Hawking se tornou tão pop que apareceu em seriados de TV - como Os Simpsons e Star Trek: The Next Generation (Jornada nas Estrelas: A Nova Geração, no Brasil).

"Ele é um especialista que sabe comunicar, uma coisa que outros especialistas não conseguem ou não se interessam - em saber comunicar. Mesmo que não seja algo deliberado", diz Lígia Campos de Cerqueira Lana, pesquisadora de doutorado sanduíche na École des Hautes Études en Sciences Sociales (Paris) e na Universidade Federal de Minas Gerais (UFMG).

"Ele sabe o que fala. E ele também tem talento. É uma diferença que tem com esses personagens públicos que aparecem e somem. (...) Eles são descartáveis, é como se eles não tivessem talento suficiente para permanecer. O Stephen Hawking está ali porque ele tem talento", afirma a pesquisadora.
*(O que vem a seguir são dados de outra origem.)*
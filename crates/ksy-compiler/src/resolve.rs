//! Type Resolver: classifies each field's declared type.

use ksy_schema::{Attribute, Endianness, Expression, Repeat, TypeKey};

use crate::error::{CompileError, Site};
use crate::scope::SchemaScope;

/// Built-in type families.
#[derive(Clone, Copy, Debug, PartialEq, Eq)]
pub enum PrimitiveKind {
    Unsigned(u8),
    Signed(u8),
    Float(u8),
    /// Raw byte run.
    Bytes,
    /// Length-delimited string.
    Str,
    /// Null-terminated string.
    StrZ,
}

/// A built-in type, with the byte order its spelling names (`u4be`).
#[derive(Clone, Copy, Debug, PartialEq, Eq)]
pub struct Primitive {
    pub kind: PrimitiveKind,
    pub endian: Option<Endianness>,
}

impl Primitive {
    pub const BYTES: Self = Self {
        kind: PrimitiveKind::Bytes,
        endian: None,
    };

    /// Look a type name up in the primitive table.
    ///
    /// ```text
    /// ┌───────────────────────┬────────────────────────────────┐
    /// │ Spelling              │ Kind                           │
    /// ├───────────────────────┼────────────────────────────────┤
    /// │ u1 u2 u4 u8 (le|be)?  │ Unsigned(width)                │
    /// │ s1 s2 s4 s8 (le|be)?  │ Signed(width)                  │
    /// │ f4 f8 (le|be)?        │ Float(width)                   │
    /// │ str                   │ Str                            │
    /// │ strz                  │ StrZ                           │
    /// └───────────────────────┴────────────────────────────────┘
    /// ```
    pub fn parse(name: &str) -> Option<Self> {
        match name {
            "str" => return Some(Self::plain(PrimitiveKind::Str)),
            "strz" => return Some(Self::plain(PrimitiveKind::StrZ)),
            _ => {}
        }
        let mut chars = name.chars();
        let family = chars.next()?;
        let width = chars.next()?.to_digit(10)?;
        let suffix = chars.as_str();
        let endian = match suffix {
            "" => None,
            "le" => Some(Endianness::Little),
            "be" => Some(Endianness::Big),
            _ => return None,
        };
        let width = u8::try_from(width).ok()?;
        let kind = match (family, width) {
            ('u', 1 | 2 | 4 | 8) => PrimitiveKind::Unsigned(width),
            ('s', 1 | 2 | 4 | 8) => PrimitiveKind::Signed(width),
            ('f', 4 | 8) => PrimitiveKind::Float(width),
            _ => return None,
        };
        Some(Self { kind, endian })
    }

    fn plain(kind: PrimitiveKind) -> Self {
        Self { kind, endian: None }
    }

    pub fn is_numeric(self) -> bool {
        matches!(
            self.kind,
            PrimitiveKind::Unsigned(_) | PrimitiveKind::Signed(_) | PrimitiveKind::Float(_)
        )
    }

    pub fn is_integer(self) -> bool {
        matches!(
            self.kind,
            PrimitiveKind::Unsigned(_) | PrimitiveKind::Signed(_)
        )
    }

    /// Rust storage type.
    pub fn rust_type(self) -> &'static str {
        match self.kind {
            PrimitiveKind::Unsigned(1) => "u8",
            PrimitiveKind::Unsigned(2) => "u16",
            PrimitiveKind::Unsigned(4) => "u32",
            PrimitiveKind::Unsigned(_) => "u64",
            PrimitiveKind::Signed(1) => "i8",
            PrimitiveKind::Signed(2) => "i16",
            PrimitiveKind::Signed(4) => "i32",
            PrimitiveKind::Signed(_) => "i64",
            PrimitiveKind::Float(4) => "f32",
            PrimitiveKind::Float(_) => "f64",
            PrimitiveKind::Bytes => "Vec<u8>",
            PrimitiveKind::Str | PrimitiveKind::StrZ => "String",
        }
    }

    /// Stream reader method for numeric kinds (`read_u4`, `read_f8`, …).
    pub fn read_method(self) -> Option<String> {
        let (family, width) = match self.kind {
            PrimitiveKind::Unsigned(w) => ('u', w),
            PrimitiveKind::Signed(w) => ('s', w),
            PrimitiveKind::Float(w) => ('f', w),
            _ => return None,
        };
        Some(format!("read_{family}{width}"))
    }
}

/// `rt::TextEncoding` variant for an encoding name, if supported.
///
/// Matching ignores case, `-` and `_`, so `UTF-8`, `utf8` and `Utf_8`
/// are the same encoding.
pub fn text_encoding(name: &str) -> Option<&'static str> {
    let key: String = name
        .chars()
        .filter(|c| *c != '-' && *c != '_')
        .map(|c| c.to_ascii_uppercase())
        .collect();
    match key.as_str() {
        "UTF8" => Some("Utf8"),
        "ASCII" | "USASCII" => Some("Ascii"),
        "ISO88591" | "LATIN1" => Some("Latin1"),
        _ => None,
    }
}

/// Resolved classification of a field's type.
#[derive(Clone, Debug, PartialEq)]
pub enum TypeRef {
    Primitive(Primitive),
    /// Index of a nested record in the [`SchemaScope`].
    UserDefined(usize),
    Switch(SwitchRef),
}

/// Type selected at decode time.
#[derive(Clone, Debug, PartialEq)]
pub struct SwitchRef {
    pub selector: Expression,
    /// `(case literal, type name, resolved type)` in document order.
    pub cases: Vec<SwitchCase>,
    pub default: Option<Box<SwitchCase>>,
}

#[derive(Clone, Debug, PartialEq)]
pub struct SwitchCase {
    pub literal: String,
    pub type_name: String,
    pub ty: TypeRef,
}

/// How a field is stored, fixed at compile time.
#[derive(Clone, Copy, Debug, PartialEq, Eq)]
pub enum FieldShape {
    Scalar,
    /// `repeat: expr`: element count known before the loop starts.
    ArrayKnownLength,
    /// `repeat: until` / `repeat: eos`: count discovered while reading.
    ArrayDiscovered,
    /// Single nested record or switch, owned by the enclosing record.
    Owned,
}

impl FieldShape {
    pub fn of(attr: &Attribute, ty: Option<&TypeRef>) -> Self {
        match attr.repeat {
            Some(Repeat::Expr) => Self::ArrayKnownLength,
            Some(Repeat::Until | Repeat::Eos) => Self::ArrayDiscovered,
            None => match ty {
                Some(TypeRef::UserDefined(_) | TypeRef::Switch(_)) => Self::Owned,
                _ => Self::Scalar,
            },
        }
    }

    pub fn is_array(self) -> bool {
        matches!(self, Self::ArrayKnownLength | Self::ArrayDiscovered)
    }
}

/// Resolve a type name against the primitive table, then the record
/// scope chain starting at `record`.
pub(crate) fn resolve_named(
    scope: &SchemaScope<'_>,
    record: usize,
    name: &str,
    site: Site<'_>,
) -> Result<TypeRef, CompileError> {
    if let Some(prim) = Primitive::parse(name) {
        return Ok(TypeRef::Primitive(prim));
    }
    scope
        .lookup_record(record, name)
        .map(TypeRef::UserDefined)
        .ok_or_else(|| site.unknown_type(name))
}

/// Whether the attribute says how many bytes a byte run or string spans.
fn is_delimited(attr: &Attribute) -> bool {
    attr.size.is_some() || attr.size_eos || attr.terminator.is_some() || attr.contents.is_some()
}

/// Resolve an attribute's type. Computed-value fields have no stream
/// type and resolve to `None`.
pub(crate) fn resolve_type(
    scope: &SchemaScope<'_>,
    record: usize,
    attr: &Attribute,
    site: Site<'_>,
) -> Result<Option<TypeRef>, CompileError> {
    match attr.repeat {
        Some(Repeat::Expr) if attr.repeat_expr.is_none() => {
            return Err(CompileError::MissingRepeatExpr {
                record: site.record.to_owned(),
                field: site.field.to_owned(),
            });
        }
        Some(Repeat::Until) if attr.repeat_until.is_none() => {
            return Err(CompileError::MissingRepeatUntil {
                record: site.record.to_owned(),
                field: site.field.to_owned(),
            });
        }
        _ => {}
    }
    if attr.value.is_some() {
        return Ok(None);
    }
    let ty = match &attr.ty {
        None if is_delimited(attr) => TypeRef::Primitive(Primitive::BYTES),
        None => return Err(site.missing_size()),
        Some(TypeKey::Named(name)) => resolve_named(scope, record, name, site)?,
        Some(TypeKey::Switch(switch)) => {
            let mut cases = Vec::new();
            let mut default = None;
            for (literal, type_name) in &switch.cases {
                let case = SwitchCase {
                    literal: literal.clone(),
                    type_name: type_name.clone(),
                    ty: resolve_named(scope, record, type_name, site)?,
                };
                if literal.trim() == "_" {
                    default = Some(Box::new(case));
                } else {
                    cases.push(case);
                }
            }
            TypeRef::Switch(SwitchRef {
                selector: switch.switch_on.clone(),
                cases,
                default,
            })
        }
    };
    if let TypeRef::Primitive(prim) = &ty {
        if matches!(prim.kind, PrimitiveKind::Str | PrimitiveKind::Bytes) && !is_delimited(attr) {
            return Err(site.missing_size());
        }
    }
    Ok(Some(ty))
}

#[cfg(test)]
mod tests {
    use super::*;

    #[test]
    fn primitive_table() {
        let u4be = Primitive::parse("u4be").unwrap();
        assert_eq!(u4be.kind, PrimitiveKind::Unsigned(4));
        assert_eq!(u4be.endian, Some(Endianness::Big));
        assert_eq!(Primitive::parse("s2").unwrap().rust_type(), "i16");
        assert_eq!(Primitive::parse("f8le").unwrap().rust_type(), "f64");
        assert_eq!(Primitive::parse("strz").unwrap().kind, PrimitiveKind::StrZ);
        assert!(Primitive::parse("u3").is_none());
        assert!(Primitive::parse("f2").is_none());
        assert!(Primitive::parse("u4xe").is_none());
        assert!(Primitive::parse("header").is_none());
    }

    #[test]
    fn read_methods() {
        assert_eq!(Primitive::parse("u1").unwrap().read_method().as_deref(), Some("read_u1"));
        assert_eq!(Primitive::parse("f4be").unwrap().read_method().as_deref(), Some("read_f4"));
        assert_eq!(Primitive::parse("str").unwrap().read_method(), None);
    }

    #[test]
    fn encodings() {
        assert_eq!(text_encoding("UTF-8"), Some("Utf8"));
        assert_eq!(text_encoding("ascii"), Some("Ascii"));
        assert_eq!(text_encoding("iso-8859-1"), Some("Latin1"));
        assert_eq!(text_encoding("latin1"), Some("Latin1"));
        assert_eq!(text_encoding("SJIS"), None);
    }

    #[test]
    fn shapes() {
        let mut attr = Attribute::default();
        let user = TypeRef::UserDefined(1);
        assert_eq!(FieldShape::of(&attr, Some(&user)), FieldShape::Owned);
        assert_eq!(FieldShape::of(&attr, None), FieldShape::Scalar);
        attr.repeat = Some(Repeat::Eos);
        assert_eq!(FieldShape::of(&attr, Some(&user)), FieldShape::ArrayDiscovered);
        attr.repeat = Some(Repeat::Expr);
        assert!(FieldShape::of(&attr, Some(&user)).is_array());
    }
}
"Uma terceira coisa (que explica sua fama): ele é um modelo de superação. Apesar de estar imobilizado, de ter uma série de dificuldades, ele supera isso e consegue continuar trabalhando. Uma das coisas que buscamos no personagem público é o reconhecimento (...) é como se quando a gente olhasse para uma figura pública, a gente buscasse alguns modelos que sejam conhecíveis para nós como sendo algo potencialmente bons", diz Lígia, que pesquisa como as celebridades ascendem à fama.

"O Stephen Hawking, do jeito dele, não é só como uma bunda grande, só uma voz bonita. Ele está numa cadeira de rodas, não consegue falar direito, mas tem uma presença midiática", afirma.

Para Lígia, a existência de um cientista celebridade é muito importante, pois abre portas para que outros pesquisadores levem a ciência ao grande público. "O sucesso de um especialista é muito positivo. Os cientistas não podem ter medo de falar com as pessoas. A ciência tem que voltar para o senso comum, não pode ficar na torre de marfim dos laboratórios", diz a pesquisadora.